JAKARTA-KEMPALAN: Gagasan mengenai pemerataan kemakmuran adalah PR yang masih belum selesai hingga sekarang dan masih menjadi cita-cita banyak negara, termasuk Indonesia melalui sila kelima “Keadilan Sosial bagi Seluruh Rakyat Indonesia.” Guna mewujudkan pemerataan kemakmuran di masa pandemi ini, dibutuhkan kerja sama dari pemerintah, masyarakat dan swasta seperti yang disampaikan Menteri Keuangan Sri Mulyani dalam ‘CNBC Debate: Shaping the Great Reset in Asia’ pada Senin (3/5).

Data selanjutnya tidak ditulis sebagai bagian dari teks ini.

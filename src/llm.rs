//! Request dispatch to the configured LLM backends.
//!
//! One analysis request maps to exactly one HTTP round trip against one
//! provider. There is no retry, no fallback chaining and no streaming; a
//! failed call is reported verbatim to the caller.

use crate::config::Config;
use crate::log_debug;
use crate::prompts::resolve_system_prompt;
use crate::providers::{Provider, WireProtocol};
use reqwest::Client;
use serde_json::{Value, json};

/// Version header required by the Anthropic messages API
const ANTHROPIC_VERSION: &str = "2023-06-01";

/// Token cap for the Anthropic messages API, which makes the field mandatory
const ANTHROPIC_MAX_TOKENS: u32 = 4096;

/// A normalized analysis request
#[derive(Debug, Clone)]
pub struct AnalysisRequest {
    /// Backend that will generate the documentation
    pub provider: Provider,
    /// Raw workflow document, expected (but not required) to be JSON
    pub document: String,
    /// Optional free-text notes about the workflow
    pub details: Option<String>,
    /// Requested output language; the configured default applies when absent
    pub language: Option<String>,
    /// Explicit system prompt; bypasses the prompt resolver entirely
    pub custom_prompt: Option<String>,
}

/// Generated documentation
#[derive(Debug, Clone, PartialEq, Eq)]
pub struct AnalysisResult {
    /// Markdown document produced by the provider
    pub markdown: String,
}

/// Dispatch failure taxonomy. None of these trigger a retry.
#[derive(Debug, thiserror::Error)]
pub enum AnalyzeError {
    /// Required credential absent; detected before any network call
    #[error("{0} API key not configured")]
    MissingApiKey(Provider),

    /// Upstream returned a non-success status
    #[error("{provider} API error (status {status}): {body}")]
    Api {
        provider: Provider,
        status: u16,
        body: String,
    },

    /// Upstream response parsed but the expected text field was absent
    #[error("malformed {provider} response: missing {path}")]
    MalformedResponse {
        provider: Provider,
        path: &'static str,
    },

    /// Transport-level failure from the HTTP client
    #[error("request to provider failed: {0}")]
    Http(#[from] reqwest::Error),
}

impl AnalysisRequest {
    /// Target language for this request, falling back to the configured
    /// default
    pub fn target_language<'a>(&'a self, config: &'a Config) -> &'a str {
        self.language
            .as_deref()
            .filter(|l| !l.trim().is_empty())
            .unwrap_or(&config.default_language)
    }
}

/// System prompt for a request: the explicit override when present,
/// otherwise the catalog entry for the target language.
pub fn effective_system_prompt(custom_prompt: Option<&str>, language: &str) -> String {
    match custom_prompt {
        Some(prompt) => prompt.to_string(),
        None => resolve_system_prompt(language),
    }
}

/// User message embedding the workflow document, optional details and the
/// answer-in-this-language directive.
pub fn build_user_prompt(document: &str, details: Option<&str>, language: &str) -> String {
    let details_text = details.unwrap_or("Not provided");
    format!(
        "Workflow Details: {details_text}\n\n\
         Target Language: {language}\n\n\
         IMPORTANT: The entire analysis output must be in {language}.\n\n\
         Workflow JSON:\n```json\n{document}\n```"
    )
}

/// Analyzes a workflow document by calling the selected provider once.
pub async fn analyze(
    config: &Config,
    request: &AnalysisRequest,
) -> Result<AnalysisResult, AnalyzeError> {
    let provider = request.provider;
    log_debug!("Dispatching analysis request to provider: {}", provider);

    let settings = config.provider_settings(provider);
    let Some(api_key) = settings.api_key else {
        return Err(AnalyzeError::MissingApiKey(provider));
    };

    let language = request.target_language(config);
    let system_prompt = effective_system_prompt(request.custom_prompt.as_deref(), language);
    let user_prompt = build_user_prompt(&request.document, request.details.as_deref(), language);

    let model = config.effective_model(provider);
    let base_url = config.effective_base_url(provider);
    let client = Client::new();

    let markdown = match provider.wire_protocol() {
        WireProtocol::ChatCompletions => {
            send_chat_completions(
                &client,
                provider,
                &base_url,
                &api_key,
                &model,
                &system_prompt,
                &user_prompt,
            )
            .await?
        }
        WireProtocol::AnthropicMessages => {
            send_anthropic_messages(
                &client,
                provider,
                &base_url,
                &api_key,
                &model,
                &system_prompt,
                &user_prompt,
            )
            .await?
        }
    };

    log_debug!("Provider {} returned {} bytes", provider, markdown.len());
    Ok(AnalysisResult { markdown })
}

/// OpenAI-style chat completions call (openai, deepseek, grok, gemini shim)
async fn send_chat_completions(
    client: &Client,
    provider: Provider,
    base_url: &str,
    api_key: &str,
    model: &str,
    system_prompt: &str,
    user_prompt: &str,
) -> Result<String, AnalyzeError> {
    let mut payload = json!({
        "model": model,
        "messages": [
            {"role": "system", "content": system_prompt},
            {"role": "user", "content": user_prompt}
        ]
    });
    if provider.sends_stream_flag() {
        payload["stream"] = json!(false);
    }

    let url = format!("{base_url}/chat/completions");
    let response = client
        .post(&url)
        .bearer_auth(api_key)
        .json(&payload)
        .send()
        .await?;

    let body = check_status(provider, response).await?;
    extract_text(provider, &body, &["choices", "0", "message", "content"])
}

/// Anthropic messages call. The system prompt is concatenated ahead of the
/// user message rather than sent as a separate role.
async fn send_anthropic_messages(
    client: &Client,
    provider: Provider,
    base_url: &str,
    api_key: &str,
    model: &str,
    system_prompt: &str,
    user_prompt: &str,
) -> Result<String, AnalyzeError> {
    let payload = json!({
        "model": model,
        "messages": [
            {"role": "user", "content": format!("{system_prompt}\n\n{user_prompt}")}
        ],
        "max_tokens": ANTHROPIC_MAX_TOKENS
    });

    let url = format!("{base_url}/messages");
    let response = client
        .post(&url)
        .header("x-api-key", api_key)
        .header("anthropic-version", ANTHROPIC_VERSION)
        .json(&payload)
        .send()
        .await?;

    let body = check_status(provider, response).await?;
    extract_text(provider, &body, &["content", "0", "text"])
}

/// Turns a non-success upstream status into an [`AnalyzeError::Api`] carrying
/// the status and raw body, otherwise parses the body as JSON.
async fn check_status(
    provider: Provider,
    response: reqwest::Response,
) -> Result<Value, AnalyzeError> {
    let status = response.status();
    if !status.is_success() {
        let body = response.text().await.unwrap_or_default();
        log_debug!("{} returned status {}: {}", provider, status, body);
        return Err(AnalyzeError::Api {
            provider,
            status: status.as_u16(),
            body,
        });
    }
    Ok(response.json::<Value>().await?)
}

/// Walks the provider's documented response path to the generated text.
fn extract_text(
    provider: Provider,
    body: &Value,
    path: &'static [&'static str],
) -> Result<String, AnalyzeError> {
    let mut value = body;
    for segment in path {
        value = match segment.parse::<usize>() {
            Ok(index) => &value[index],
            Err(_) => &value[*segment],
        };
    }
    value
        .as_str()
        .map(String::from)
        .ok_or(AnalyzeError::MalformedResponse {
            provider,
            path: response_path_label(path),
        })
}

const fn response_path_label(path: &'static [&'static str]) -> &'static str {
    // Labels used in error messages; keep aligned with the extraction paths
    match path.len() {
        4 => "choices[0].message.content",
        _ => "content[0].text",
    }
}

“Tentu saja untuk memiliki kesejahteraan bersama yang lebih merata, maka negara kita perlu memiliki lebih banyak lagi yang kita sebut sebagai pelayanan dasar dan infrastruktur dasar,” jelas Menkeu itu.
Ia menambahkan bahwa infrastruktur dan pelayanan yang dimiliki suatu negara untuk memenuhi pemerataan kesejahteraan ialah pembangunan jalan yang saling menghubungkan antar daerah, tersedianya air bersih, akses terhadap listrik dan koneksi internet yang stabil.
Baginya, semua hal tersebut adalah syarat yang diperlukan supaya kemakmuran dapat dibagikan lebih merata di seluruh wilayah, melintasi pengelompokan pendapatan, baik dalam suatu negara atau dalam skala global.
“Dan yang kedua, modal manusia adalah aset terpenting yang dimiliki negara mana pun, dan itulah mengapa berinvestasi dalam sumber daya manusia akan menjadi sangat penting,” tambah Sri Mulyani.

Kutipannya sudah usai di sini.